Write out each line of the material again, word for word.

■ ■ ■

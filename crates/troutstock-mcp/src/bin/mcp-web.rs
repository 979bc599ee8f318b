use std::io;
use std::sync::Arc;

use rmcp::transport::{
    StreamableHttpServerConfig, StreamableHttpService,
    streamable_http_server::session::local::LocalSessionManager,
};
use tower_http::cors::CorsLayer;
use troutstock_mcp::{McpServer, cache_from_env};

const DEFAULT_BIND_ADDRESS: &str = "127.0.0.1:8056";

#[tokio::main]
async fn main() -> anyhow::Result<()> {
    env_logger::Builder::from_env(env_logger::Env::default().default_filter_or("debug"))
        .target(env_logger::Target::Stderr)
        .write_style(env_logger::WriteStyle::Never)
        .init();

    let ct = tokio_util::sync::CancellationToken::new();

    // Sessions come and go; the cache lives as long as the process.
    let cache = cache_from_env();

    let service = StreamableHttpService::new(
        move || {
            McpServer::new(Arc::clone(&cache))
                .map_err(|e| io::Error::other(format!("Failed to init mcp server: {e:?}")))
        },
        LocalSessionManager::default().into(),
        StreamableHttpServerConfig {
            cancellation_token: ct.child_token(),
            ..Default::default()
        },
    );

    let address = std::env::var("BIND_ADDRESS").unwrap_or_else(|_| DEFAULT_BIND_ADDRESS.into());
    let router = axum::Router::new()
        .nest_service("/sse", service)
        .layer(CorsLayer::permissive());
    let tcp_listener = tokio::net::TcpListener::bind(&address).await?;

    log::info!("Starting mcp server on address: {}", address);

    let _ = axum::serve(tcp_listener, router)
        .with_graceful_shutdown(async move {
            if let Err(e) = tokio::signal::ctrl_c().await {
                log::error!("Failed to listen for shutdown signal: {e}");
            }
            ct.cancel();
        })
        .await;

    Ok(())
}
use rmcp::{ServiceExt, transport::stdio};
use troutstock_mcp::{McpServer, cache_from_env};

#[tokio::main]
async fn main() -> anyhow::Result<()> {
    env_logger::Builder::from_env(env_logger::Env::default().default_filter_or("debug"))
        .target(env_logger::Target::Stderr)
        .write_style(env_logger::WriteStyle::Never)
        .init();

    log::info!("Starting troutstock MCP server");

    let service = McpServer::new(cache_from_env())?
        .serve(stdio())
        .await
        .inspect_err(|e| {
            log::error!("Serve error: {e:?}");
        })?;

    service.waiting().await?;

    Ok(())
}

■ ■ ■

TASK RESPONSE:
filename crates/troutstock-mcp/src/bin/mcp-web.rs
repository 979bc599ee8f318b
use std::io;
use std::sync::Arc;

use rmcp::transport::{
    StreamableHttpServerConfig, StreamableHttpService,
    streamable_http_server::session::local::LocalSessionManager,
};
use tower_http::cors::CorsLayer;
use troutstock_mcp::{McpServer, cache_from_env};

const DEFAULT_BIND_ADDRESS: &str = "127.0.0.1:8056";

#[tokio::main]
async fn main() -> anyhow::Result<()> {
    env_logger::Builder::from_env(env_logger::Env::default().default_filter_or("debug"))
        .target(env_logger::Target::Stderr)
        .write_style(env_logger::WriteStyle::Never)
        .init();

    let ct = tokio_util::sync::CancellationToken::new();

    // Sessions come and go; the cache lives as long as the process.
    let cache = cache_from_env();

    let service = StreamableHttpService::new(
        move || {
            McpServer::new(Arc::clone(&cache))
                .map_err(|e| io::Error::other(format!("Failed to init mcp server: {e:?}")))
        },
        LocalSessionManager::default().into(),
        StreamableHttpServerConfig {
            cancellation_token: ct.child_token(),
            ..Default::default()
        },
    );

    let address = std::env::var("BIND_ADDRESS").unwrap_or_else(|_| DEFAULT_BIND_ADDRESS.into());
    let router = axum::Router::new()
        .nest_service("/sse", service)
        .layer(CorsLayer::permissive());
    let tcp_listener = tokio::net::TcpListener::bind(&address).await?;

    log::info!("Starting mcp server on address: {}", address);

    let _ = axum::serve(tcp_listener, router)
        .with_graceful_shutdown(async move {
            if let Err(e) = tokio::signal::ctrl_c().await {
                log::error!("Failed to listen for shutdown signal: {e}");
            }
            ct.cancel();
        })
        .await;

    Ok(())
}
use rmcp::{ServiceExt, transport::stdio};
use troutstock_mcp::{McpServer, cache_from_env};

#[tokio::main]
async fn main() -> anyhow::Result<()> {
    env_logger::Builder::from_env(env_logger::Env::default().default_filter_or("debug"))
        .target(env_logger::Target::Stderr)
        .write_style(env_logger::WriteStyle::Never)
        .init();

    log::info!("Starting troutstock MCP server");

    let service = McpServer::new(cache_from_env())?
        .serve(stdio())
        .await
        .inspect_err(|e| {
            log::error!("Serve error: {e:?}");
        })?;

    service.waiting().await?;

    Ok(())
}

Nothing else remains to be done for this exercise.